The Other Jewish Vote
The results of the balloting for the American delegation to the World Zionist Congress, announced in New York this week, can easily be taken as evidence of the continuing decline of organized Zionism in this country. Voting in the quadrennial Zionist elections, which peaked in 1987 at close to a quarter-million voters, dropped this year to just under 76,000. Most American Jews probably didn’t even know there was an election going on.
But that’s the old news. The fact is that the value of the prize that was up for grabs in the balloting, control of the World Zionist Organization, has declined even more precipitously than the turnout. The once-mighty nation-building institution has been reduced to a shadow of its former self in recent decades, its budget slashed while its duties have been transferred either to the Israeli government or to its sister body, the Jewish Agency for Israel.
The delegates to the World Zionist Congress still get to choose the senior leadership of the Jewish Agency. But that institution, too, has shrunk by nearly half in the past two decades. There’s not much left for the delegates to decide. Even the symbolic issue that used to bring voters out in droves for Zionist elections, the so-called “Who is a Jew?” controversy, has largely disappeared from the public agenda.
Given the paltry stakes, the big news is that anyone bothered to vote. That so many turned out — nearly as many as last time — is a testament to the tenacity of the voters, and to the power of the idea of voting. There was little reason to cast a ballot except to assert the idea that American Jews ought to be able to vote somewhere, somehow, on the shape and direction of their community. And yet, that simple idea was enough to motivate 76,000 people to cast ballots. They just wanted to be heard.

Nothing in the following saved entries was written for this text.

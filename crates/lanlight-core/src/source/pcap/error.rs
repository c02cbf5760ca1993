use thiserror::Error;

#[derive(Debug, Error)]
pub enum PcapSourceError {
    #[error("I/O error: {0}")]
    Io(#[from] std::io::Error),
    #[error("PCAP parse error ({context}): {message}")]
    Pcap {
        context: &'static str,
        message: String,
    },
}

impl PcapSourceError {
    pub(crate) fn pcap(context: &'static str, err: impl std::fmt::Display) -> Self {
        PcapSourceError::Pcap {
            context,
            message: err.to_string(),
        }
    }
}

As Nathaniel Popper reports in this issue, most of the votes were cast for representatives of the main religious denominations, which have largely replaced the old Zionist ideological organizations — Labor, Likud and others — as vehicles through which American Jews identify themselves. About 55,000 votes, nearly 73% of the total, went either to Orthodox, Conservative, Reform or Reconstructionist candidate slates. The remaining 21,000 votes were divided among ideological Zionist groups, including Labor and the Green Zionists on the left, three Likud affiliates on the right and two centrist groups.
But those numbers obscure a larger truth. On closer examination, the voters cast their ballots overall for groups of the left, right and center, just as they always do. (The delegation that American Jews picked to represent them in Jerusalem will look pretty much the same as any other reliable poll of American Jews: about 45% liberal, 30% conservative and 25% moderate.) What’s changed over time is that most voters nowadays skip the Israeli versions of those ideologies and choose the more familiar American brands: the liberal-leaning Reform, the centrist Conservative and the hawkish-leaning Orthodox. The names have changed, but the instincts haven’t.